> **TASK PROMPT**
The lines you return must be all those in the data that hold the string "const".

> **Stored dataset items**

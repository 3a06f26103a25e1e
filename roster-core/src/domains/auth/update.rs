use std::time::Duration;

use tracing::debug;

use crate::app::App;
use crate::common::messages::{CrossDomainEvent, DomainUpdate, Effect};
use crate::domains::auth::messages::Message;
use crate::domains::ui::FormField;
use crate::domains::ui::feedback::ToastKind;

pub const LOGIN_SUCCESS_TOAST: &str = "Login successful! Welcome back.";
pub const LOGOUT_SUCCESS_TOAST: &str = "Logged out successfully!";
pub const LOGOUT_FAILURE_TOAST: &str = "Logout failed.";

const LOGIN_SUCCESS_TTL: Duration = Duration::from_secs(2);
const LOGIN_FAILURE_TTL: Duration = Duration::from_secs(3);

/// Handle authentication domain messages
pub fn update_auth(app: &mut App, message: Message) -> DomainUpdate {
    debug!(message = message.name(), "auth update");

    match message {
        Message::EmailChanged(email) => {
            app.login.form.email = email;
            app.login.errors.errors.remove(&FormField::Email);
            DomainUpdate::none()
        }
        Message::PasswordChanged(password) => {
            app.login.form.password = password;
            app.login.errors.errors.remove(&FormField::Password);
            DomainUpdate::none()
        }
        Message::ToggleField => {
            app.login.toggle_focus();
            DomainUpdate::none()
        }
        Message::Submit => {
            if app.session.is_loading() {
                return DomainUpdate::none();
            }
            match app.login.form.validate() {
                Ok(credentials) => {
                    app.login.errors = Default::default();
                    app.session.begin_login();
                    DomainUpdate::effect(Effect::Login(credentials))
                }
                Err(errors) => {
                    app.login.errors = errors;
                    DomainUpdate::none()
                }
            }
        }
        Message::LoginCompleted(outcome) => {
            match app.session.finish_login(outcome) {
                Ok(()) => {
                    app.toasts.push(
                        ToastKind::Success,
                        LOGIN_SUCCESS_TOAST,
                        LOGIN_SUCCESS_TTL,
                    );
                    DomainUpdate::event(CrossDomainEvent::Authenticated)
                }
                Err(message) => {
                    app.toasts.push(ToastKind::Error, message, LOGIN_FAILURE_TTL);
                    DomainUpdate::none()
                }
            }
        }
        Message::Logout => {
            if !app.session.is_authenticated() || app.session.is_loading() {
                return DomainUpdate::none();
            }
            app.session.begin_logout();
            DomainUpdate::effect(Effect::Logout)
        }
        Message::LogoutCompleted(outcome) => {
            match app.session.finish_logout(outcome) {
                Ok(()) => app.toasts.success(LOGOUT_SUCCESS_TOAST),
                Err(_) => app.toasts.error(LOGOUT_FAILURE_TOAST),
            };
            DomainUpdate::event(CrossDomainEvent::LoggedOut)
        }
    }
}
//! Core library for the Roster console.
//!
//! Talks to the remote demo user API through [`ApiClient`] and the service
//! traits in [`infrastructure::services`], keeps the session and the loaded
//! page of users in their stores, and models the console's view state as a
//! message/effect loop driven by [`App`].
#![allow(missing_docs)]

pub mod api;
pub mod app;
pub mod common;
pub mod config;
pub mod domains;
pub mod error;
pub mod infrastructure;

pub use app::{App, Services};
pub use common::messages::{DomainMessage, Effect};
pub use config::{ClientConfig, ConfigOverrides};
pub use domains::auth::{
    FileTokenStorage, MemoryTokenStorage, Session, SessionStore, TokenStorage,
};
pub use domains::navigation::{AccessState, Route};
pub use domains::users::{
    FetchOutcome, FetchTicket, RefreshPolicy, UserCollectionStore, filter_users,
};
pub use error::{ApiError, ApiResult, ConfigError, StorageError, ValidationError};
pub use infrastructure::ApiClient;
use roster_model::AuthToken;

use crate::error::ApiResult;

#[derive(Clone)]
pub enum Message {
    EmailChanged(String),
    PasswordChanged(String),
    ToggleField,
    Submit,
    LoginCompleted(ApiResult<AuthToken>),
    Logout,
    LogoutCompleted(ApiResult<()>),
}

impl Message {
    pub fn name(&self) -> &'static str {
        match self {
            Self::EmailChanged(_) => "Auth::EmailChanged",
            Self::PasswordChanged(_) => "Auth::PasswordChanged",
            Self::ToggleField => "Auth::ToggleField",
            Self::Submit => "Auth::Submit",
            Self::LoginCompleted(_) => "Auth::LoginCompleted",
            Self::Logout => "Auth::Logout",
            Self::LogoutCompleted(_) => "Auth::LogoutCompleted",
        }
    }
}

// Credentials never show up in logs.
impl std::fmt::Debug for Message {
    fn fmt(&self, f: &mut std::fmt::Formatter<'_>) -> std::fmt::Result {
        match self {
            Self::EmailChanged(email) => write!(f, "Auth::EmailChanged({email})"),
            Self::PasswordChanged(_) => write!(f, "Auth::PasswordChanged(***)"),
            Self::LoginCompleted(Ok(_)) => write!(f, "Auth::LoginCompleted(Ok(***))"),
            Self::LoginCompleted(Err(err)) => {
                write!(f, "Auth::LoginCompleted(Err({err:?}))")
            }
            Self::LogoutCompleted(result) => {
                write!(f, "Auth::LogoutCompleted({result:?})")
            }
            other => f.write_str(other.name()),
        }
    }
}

> **OUTPUT FOR THIS EXERCISE**
pub const LOGIN_SUCCESS_TOAST: &str = "Login successful! Welcome back.";
pub const LOGOUT_SUCCESS_TOAST: &str = "Logged out successfully!";
pub const LOGOUT_FAILURE_TOAST: &str = "Logout failed.";
const LOGIN_SUCCESS_TTL: Duration = Duration::from_secs(2);
const LOGIN_FAILURE_TTL: Duration = Duration::from_secs(3);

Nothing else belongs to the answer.